Now you'll get 30 seconds, if that. The NP will see to that.
Savor that half minute.

AC245 said...

If only there were some way citizens had to let their elected officials know how well they were doing -- some means of getting their attention, or even to get them fired. Alas that will forever remain a dream. Not like the access citizens have to the upper management of outfits like Aetna.
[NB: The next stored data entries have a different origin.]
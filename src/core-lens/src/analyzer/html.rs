//! HTML classification: title, heading histogram, links, login forms, doctype.

use data_model_lens::models::{LinkDetail, LinkList, PageSnapshot};
use scraper::{ElementRef, Html};
use url::Url;

pub const HTML5: &str = "HTML5";
pub const XHTML_1_0: &str = "XHTML 1.0";
pub const UNKNOWN_VERSION: &str = "Unknown";

const HEADING_LEVELS: [&str; 6] = ["h1", "h2", "h3", "h4", "h5", "h6"];

/// Classifies the HTML `body` served at `page`.
///
/// Title, headings, anchors and forms are collected in a single pass over the
/// document tree, so every link sequence is in document order.
pub fn analyze_html(page: &Url, body: &str) -> PageSnapshot {
    let mut snapshot = PageSnapshot {
        html_version: html_version(body).to_string(),
        ..PageSnapshot::default()
    };
    let mut seen_title = false;

    let document = Html::parse_document(body);
    for node in document.root_element().descendants() {
        let Some(element) = ElementRef::wrap(node) else {
            continue;
        };

        match element.value().name() {
            "title" if !seen_title => {
                seen_title = true;
                snapshot.title = element.text().collect::<String>().trim().to_string();
            }
            name if HEADING_LEVELS.contains(&name) => snapshot.heading_counts.increment(name),
            "a" => {
                if let Some(href) = element.value().attr("href") {
                    classify_link(page, href, anchor_text(&element), &mut snapshot);
                }
            }
            "form" => snapshot.has_login_form |= is_login_form(&element),
            _ => {}
        }
    }

    snapshot
}

/// Textual doctype sniff over the raw body, case-insensitive.
pub fn html_version(body: &str) -> &'static str {
    let body = body.to_ascii_lowercase();
    if body.contains("<!doctype html>") {
        HTML5
    } else if body.contains("-//w3c//dtd xhtml 1.0") {
        XHTML_1_0
    } else {
        UNKNOWN_VERSION
    }
}

/// A form is a login form if its text mentions "login" or it has a password input.
fn is_login_form(form: &ElementRef) -> bool {
    if form.text().collect::<String>().to_lowercase().contains("login") {
        return true;
    }

    form.descendants().filter_map(ElementRef::wrap).any(|child| {
        child.value().name() == "input"
            && child
                .value()
                .attr("type")
                .is_some_and(|t| t.trim().eq_ignore_ascii_case("password"))
    })
}

fn anchor_text(anchor: &ElementRef) -> String {
    anchor.text().flat_map(str::split_whitespace).collect::<Vec<_>>().join(" ")
}

/// Resolves an href against the page URL. `None` if it cannot be made into a URL.
///
/// Inner whitespace or control characters make an href inaccessible whether it
/// is absolute or relative; the URL parser would otherwise percent-encode them.
pub fn resolve_href(page: &Url, href: &str) -> Option<Url> {
    let href = href.trim();
    if href.chars().any(|c| c.is_whitespace() || c.is_control()) {
        return None;
    }
    match Url::parse(href) {
        Ok(url) => Some(url),
        Err(url::ParseError::RelativeUrlWithoutBase) => page.join(href).ok(),
        Err(_) => None,
    }
}

/// True if `host` is the page's host or one of its subdomains.
pub fn is_internal_host(host: &str, page_host: &str) -> bool {
    let host = host.trim_end_matches('.').to_ascii_lowercase();
    let page_host = page_host.trim_end_matches('.').to_ascii_lowercase();
    host == page_host || host.ends_with(&format!(".{}", page_host))
}

fn classify_link(page: &Url, href: &str, text: String, snapshot: &mut PageSnapshot) {
    let Some(resolved) = resolve_href(page, href) else {
        snapshot.inaccessible_links.push(LinkDetail::new(href, text));
        return;
    };

    let internal = match (resolved.host_str(), page.host_str()) {
        (None, _) => true,
        (Some(host), Some(page_host)) => is_internal_host(host, page_host),
        (Some(_), None) => false,
    };

    let target: &mut LinkList = if internal {
        &mut snapshot.internal_links
    } else {
        &mut snapshot.external_links
    };
    target.push(LinkDetail::new(resolved.to_string(), text));
}
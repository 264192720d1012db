#[derive(Debug, thiserror::Error)]
#[error("{} required environment variables are missing or empty: {}", .0.len(), .0.join(", "))]
pub struct MissingEnvVars(pub Vec<String>);

/// Ensures that the listed environment variables exist and are non-empty.
/// Every offender is logged before the combined error is returned.
pub fn check_non_empty_env_vars(required_vars: &[&str]) -> Result<(), MissingEnvVars> {
    let mut missing = Vec::new();
    for var_name in required_vars {
        match std::env::var(var_name) {
            Ok(value) if !value.trim().is_empty() => {}
            Ok(_) => {
                tracing::error!("{} environment variable is set but empty.", var_name);
                missing.push(var_name.to_string());
            }
            Err(_) => {
                if *var_name == "TOKEN_SECRET" {
                    tracing::error!("Generate a secret with: openssl rand -base64 32");
                }
                tracing::error!("{} environment variable is required.", var_name);
                missing.push(var_name.to_string());
            }
        }
    }

    if missing.is_empty() { Ok(()) } else { Err(MissingEnvVars(missing)) }
}
#[tokio::test]
async fn test_list_returns_summaries_in_creation_order() {
    let h = default_harness();
    let owner = UserId::new();
    let first = create_job(&h, owner, HOME).await;
    let second = create_job(&h, owner, BLOG).await;

    let listed = h.pipeline.list(owner).await.unwrap();

    assert_eq!(listed, vec![first.summary(), second.summary()]);
}
//! Persistence client interfaces.
//!
//! The job pipeline and the HTTP layer only ever talk to storage through these
//! traits. The process entry point decides which implementation to construct
//! ([`crate::pg_store::PgStore`] in production) and injects it.

use async_trait::async_trait;
use uuid::Uuid;

use crate::models::{JobRecord, JobSummary, PageSnapshot, StatusRule, User, UserId};

#[derive(Debug, thiserror::Error)]
pub enum StoreError {
    /// A uniqueness constraint rejected the write.
    #[error("Record already exists: {0}")]
    Conflict(String),

    #[error("Database error: {0}")]
    Database(diesel::result::Error),

    #[error("Database pool error: {0}")]
    Pool(String),
}

impl From<diesel::result::Error> for StoreError {
    fn from(error: diesel::result::Error) -> Self {
        match error {
            diesel::result::Error::DatabaseError(diesel::result::DatabaseErrorKind::UniqueViolation, info) => {
                Self::Conflict(info.message().to_string())
            }
            _ => Self::Database(error),
        }
    }
}

// PoolError
impl<E: std::fmt::Debug> From<deadpool::managed::PoolError<E>> for StoreError {
    fn from(error: deadpool::managed::PoolError<E>) -> Self {
        Self::Pool(format!("{:?}", error))
    }
}

/// Durable storage of job records, keyed by job id.
///
/// Every write is atomic per record. Methods addressing a single job return
/// `Ok(None)` / `Ok(false)` when the job does not exist.
#[async_trait]
pub trait JobStore: Send + Sync {
    async fn find_job(&self, id: Uuid) -> Result<Option<JobRecord>, StoreError>;

    /// The caller's job for exactly this URL, if one was created before.
    async fn find_job_by_url(&self, owner: UserId, url: &str) -> Result<Option<JobRecord>, StoreError>;

    /// Fails with [`StoreError::Conflict`] if the owner already has a job for the URL.
    async fn insert_job(&self, job: &JobRecord) -> Result<(), StoreError>;

    /// Replaces all derived fields with `snapshot`. The pause flag is read under the
    /// same row lock as the write and fed to `rule`, which decides status and pause flag.
    async fn commit_snapshot(
        &self,
        id: Uuid,
        snapshot: PageSnapshot,
        rule: StatusRule,
    ) -> Result<Option<JobRecord>, StoreError>;

    /// Sets `status = error`, leaving the previous snapshot untouched.
    async fn mark_error(&self, id: Uuid) -> Result<Option<JobRecord>, StoreError>;

    /// Flips `pause_requested` in place and returns the updated record.
    async fn toggle_pause(&self, id: Uuid) -> Result<Option<JobRecord>, StoreError>;

    async fn delete_job(&self, id: Uuid) -> Result<bool, StoreError>;

    /// Deletes those of `ids` that belong to `owner`. Returns how many rows went away.
    async fn delete_owned_jobs(&self, owner: UserId, ids: &[Uuid]) -> Result<usize, StoreError>;

    /// Summaries of all of the owner's jobs, oldest first.
    async fn list_jobs(&self, owner: UserId) -> Result<Vec<JobSummary>, StoreError>;
}

/// Durable storage of users, keyed by user id.
#[async_trait]
pub trait UserStore: Send + Sync {
    /// Fails with [`StoreError::Conflict`] if the username or email is taken.
    async fn insert_user(&self, user: &User) -> Result<(), StoreError>;

    async fn find_user(&self, id: UserId) -> Result<Option<User>, StoreError>;

    /// Looks a user up by username or email.
    async fn find_user_by_identifier(&self, identifier: &str) -> Result<Option<User>, StoreError>;

    /// Deletes the user together with all of their jobs.
    async fn delete_user(&self, id: UserId) -> Result<bool, StoreError>;
}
If you don't like the plans Aetna offers or the way they do business, you don't have to do business with Aetna. You can choose to do business with another insurance company, or choose to do business with no insurance company at all and pay the costs of any health care you need directly.

But if, like 50-70% of Americans (depending on which poll you look at), you don't like the Obamacare plan, you and everyone else will still be forced by the government to participate in, pay for, and follow the rules and restrictions of Obamacare - even if every single one of the Democrats that forced it through are impeached or voted out of office.

I prefer the Aetna scenario.

Peter Hoh said...

Pogo, we can spend lots of money on lots of things. Defense, education, health care. Welfare. Roads. Bank bailouts. NASA.

All of these programs will suck up as much money as Congress throws at them.

Just because we can spend money, doesn't mean we should.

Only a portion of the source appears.